To Benjamin Franklin from Anne-Louise Boivin d’Hardancourt Brillon de Jouy, [after 20 October 1783?]

From Anne-Louise Boivin d’Hardancourt Brillon de Jouy

AL: American Philosophical Society

ce lundi avant de partir [after October 20, 1783?]6

Adieu mon bon papa, en Vérité il m’en coutte presqu’autant d’aller á paris que d’aller a Nice;7 pourtant je viendrai vous voir, le coeur me dit que vous pourrés venir aussi; pourqu’oi donc estre si beste?
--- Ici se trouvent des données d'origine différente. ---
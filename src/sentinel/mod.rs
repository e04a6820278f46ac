//! Sentinel-valued absence on top of the `Option` core.
//!
//! Some partial functions signal "no result" with a reserved value of the
//! result type (`-1`, `0`, an empty string, ...) instead of `None`. This module
//! adapts such functions to the [`PartialFunction`] contract and back, so they
//! run on the same builder and runner as everything else.
//!
//! - [`Bottom`]: The reserved value, compared with `==`
//! - [`Bottom::lift`]: A bare-valued function as a [`PartialFunction`]
//! - [`Bottom::attach`]: A chain that returns bare values ([`WithBottom`])
//! - [`Bottom::run`]: Run a sequence of bare-valued functions
//! - [`first_match_sentinel!`]: `first_match!` for bare-valued functions
//!
//! # Caveat
//!
//! A legitimate result equal to the bottom value cannot be told apart from
//! absence: the member that produced it is treated as declining and the scan
//! continues. Choose a bottom value outside the range of legitimate results.
//! Nothing here detects a collision.
//!
//! ```
//! use fallthrough::sentinel::Bottom;
//!
//! let zero_means_nothing = Bottom::new(0);
//! let members: [fn(&i32) -> i32; 2] = [|value| value - 1, |_| 100];
//!
//! // 1 - 1 == 0 collides with the bottom value, so the second member runs
//! assert_eq!(zero_means_nothing.run(&members, &1), 100);
//! ```
//!
//! # Examples
//!
//! ```
//! use fallthrough::first_match_sentinel;
//!
//! fn find_index(text: &str) -> i32 {
//!     text.find('@').and_then(|index| i32::try_from(index).ok()).unwrap_or(-1)
//! }
//!
//! fn find_hash(text: &str) -> i32 {
//!     text.find('#').and_then(|index| i32::try_from(index).ok()).unwrap_or(-1)
//! }
//!
//! let marker = first_match_sentinel!(-1; find_index, find_hash);
//! assert_eq!(marker.call("user@host"), 4);
//! assert_eq!(marker.call("issue #12"), 6);
//! assert_eq!(marker.call("plain"), -1);
//! ```

mod valued_macro;

// Re-export macros (they are already at crate root via #[macro_export])
pub use crate::first_match_sentinel;

use crate::partial::PartialFunction;
use crate::runner;

/// The value reserved to mean "no result".
///
/// # Examples
///
/// ```
/// use fallthrough::partial::PartialFunction;
/// use fallthrough::sentinel::Bottom;
///
/// let bottom = Bottom::new(String::new());
/// let first_word = bottom.lift(|text: &str| {
///     text.split_whitespace().next().unwrap_or_default().to_owned()
/// });
///
/// assert_eq!(first_word.try_call("hello world"), Some(String::from("hello")));
/// assert_eq!(first_word.try_call("   "), None);
/// assert_eq!(bottom.lower(first_word.try_call("   ")), "");
/// ```
#[derive(Clone, Copy, Debug, PartialEq, Eq, Hash)]
pub struct Bottom<R> {
    value: R,
}

impl<R> Bottom<R> {
    /// Reserves `value` to mean "no result".
    #[inline]
    #[must_use]
    pub const fn new(value: R) -> Self {
        Self { value }
    }

    /// Returns the reserved value.
    #[inline]
    pub const fn value(&self) -> &R {
        &self.value
    }

    /// Consumes the sentinel and returns the reserved value.
    #[inline]
    pub fn into_value(self) -> R {
        self.value
    }

    /// Attaches this sentinel to a presence-marked chain, giving a callable
    /// that returns bare values.
    #[inline]
    #[must_use]
    pub const fn attach<P>(self, chain: P) -> WithBottom<P, R> {
        WithBottom {
            chain,
            bottom: self,
        }
    }
}

impl<R: PartialEq> Bottom<R> {
    /// Returns `true` if `candidate` equals the reserved value.
    #[inline]
    pub fn is_bottom(&self, candidate: &R) -> bool {
        *candidate == self.value
    }

    /// Converts a bare value into a presence-marked one.
    #[inline]
    pub fn present(&self, candidate: R) -> Option<R> {
        (!self.is_bottom(&candidate)).then_some(candidate)
    }
}

impl<R: Clone> Bottom<R> {
    /// Converts a presence-marked value into a bare one, using the reserved
    /// value for `None`.
    #[inline]
    pub fn lower(&self, signal: Option<R>) -> R {
        signal.unwrap_or_else(|| self.value.clone())
    }

    /// Wraps a bare-valued function as a [`PartialFunction`] that declines
    /// whenever the function returns the reserved value.
    #[inline]
    #[must_use]
    pub fn lift<F>(&self, function: F) -> Lifted<F, R> {
        Lifted {
            function,
            bottom: self.clone(),
        }
    }

    /// Evaluates a presence-marked chain and returns its result as a bare
    /// value.
    ///
    /// # Examples
    ///
    /// ```
    /// use fallthrough::first_match;
    /// use fallthrough::partial::single_point;
    /// use fallthrough::sentinel::Bottom;
    ///
    /// let names = first_match![single_point(1, "one"), single_point(2, "two")];
    /// let bottom = Bottom::new("?");
    /// assert_eq!(bottom.call(&names, &2), "two");
    /// assert_eq!(bottom.call(&names, &3), "?");
    /// ```
    pub fn call<A, P>(&self, chain: &P, arguments: &A) -> R
    where
        A: ?Sized,
        P: PartialFunction<A, R>,
    {
        self.lower(chain.try_call(arguments))
    }
}

impl<R: PartialEq + Clone> Bottom<R> {
    /// Evaluates bare-valued functions in order and returns the first value
    /// that is not the reserved one.
    ///
    /// The sentinel is supplied once for the whole call. Members after the
    /// first non-bottom value are never invoked, and an empty sequence yields
    /// the reserved value.
    ///
    /// # Examples
    ///
    /// ```
    /// use fallthrough::sentinel::Bottom;
    ///
    /// fn first(code: &u8) -> char {
    ///     if *code == 1 { 'a' } else { '\0' }
    /// }
    ///
    /// fn second(code: &u8) -> char {
    ///     if *code == 2 { 'b' } else { '\0' }
    /// }
    ///
    /// let lookups: [fn(&u8) -> char; 2] = [first, second];
    ///
    /// let bottom = Bottom::new('\0');
    /// assert_eq!(bottom.run(&lookups, &2), 'b');
    /// assert_eq!(bottom.run(&lookups, &3), '\0');
    /// ```
    pub fn run<I, A>(&self, functions: I, arguments: &A) -> R
    where
        I: IntoIterator,
        I::Item: Fn(&A) -> R,
        A: ?Sized,
    {
        let members = functions
            .into_iter()
            .map(|function| move |input: &A| self.present(function(input)));

        self.lower(runner::run(members, arguments))
    }
}

/// A bare-valued function adapted to the [`PartialFunction`] contract.
///
/// Created by [`Bottom::lift`].
#[derive(Clone, Copy, Debug, PartialEq, Eq, Hash)]
pub struct Lifted<F, R> {
    function: F,
    bottom: Bottom<R>,
}

impl<F, R> Lifted<F, R> {
    /// Returns the wrapped function.
    #[inline]
    pub const fn function(&self) -> &F {
        &self.function
    }

    /// Returns the sentinel the function's results are compared against.
    #[inline]
    pub const fn bottom(&self) -> &Bottom<R> {
        &self.bottom
    }
}

impl<A, R, F> PartialFunction<A, R> for Lifted<F, R>
where
    A: ?Sized,
    R: PartialEq,
    F: Fn(&A) -> R,
{
    #[inline]
    fn try_call(&self, arguments: &A) -> Option<R> {
        self.bottom.present((self.function)(arguments))
    }
}

impl<A, R, F> PartialFunction<A, R> for &Lifted<F, R>
where
    A: ?Sized,
    R: PartialEq,
    F: Fn(&A) -> R,
{
    #[inline]
    fn try_call(&self, arguments: &A) -> Option<R> {
        (**self).try_call(arguments)
    }
}

/// A presence-marked chain whose result is reported as a bare value.
///
/// Created by [`Bottom::attach`] or
/// [`first_match_sentinel!`](crate::first_match_sentinel).
#[derive(Clone, Copy, Debug, PartialEq, Eq, Hash)]
pub struct WithBottom<P, R> {
    chain: P,
    bottom: Bottom<R>,
}

impl<P, R> WithBottom<P, R> {
    /// Returns the underlying presence-marked chain.
    #[inline]
    pub const fn chain(&self) -> &P {
        &self.chain
    }

    /// Returns the sentinel used for "no result".
    #[inline]
    pub const fn bottom(&self) -> &Bottom<R> {
        &self.bottom
    }

    /// Splits into the chain and its sentinel.
    #[inline]
    pub fn into_parts(self) -> (P, Bottom<R>) {
        (self.chain, self.bottom)
    }
}

impl<P, R: Clone> WithBottom<P, R> {
    /// Evaluates the chain, returning the reserved value if no member
    /// produces a result.
    pub fn call<A>(&self, arguments: &A) -> R
    where
        A: ?Sized,
        P: PartialFunction<A, R>,
    {
        self.bottom.call(&self.chain, arguments)
    }

    /// Converts into a plain closure returning bare values.
    pub fn into_fn<A>(self) -> impl Fn(&A) -> R
    where
        A: ?Sized,
        P: PartialFunction<A, R>,
    {
        move |arguments: &A| self.call(arguments)
    }
}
C’est que j’aime beaucoup le bon papa et que quand on aime Si fort, on est toujours un peu beste au moment de se quittés:

Mille tendrésses de tous les miens; amitiés aussi pour le petit fils qui n’ayant pas la goutte est instamant priés de venir nous donner des nouvélles de la vostre le plus souvent qu’il pourra:

Le bon papa veut il se chargér d’embrassér la jolie mde caillot8 pour lui et pour moi, toutes les fois qu’il la vérra:

Addressed: A Monsieur / Monsieur Franklin / [In another hand:] A Passy

[Note numbering follows the Franklin Papers source.]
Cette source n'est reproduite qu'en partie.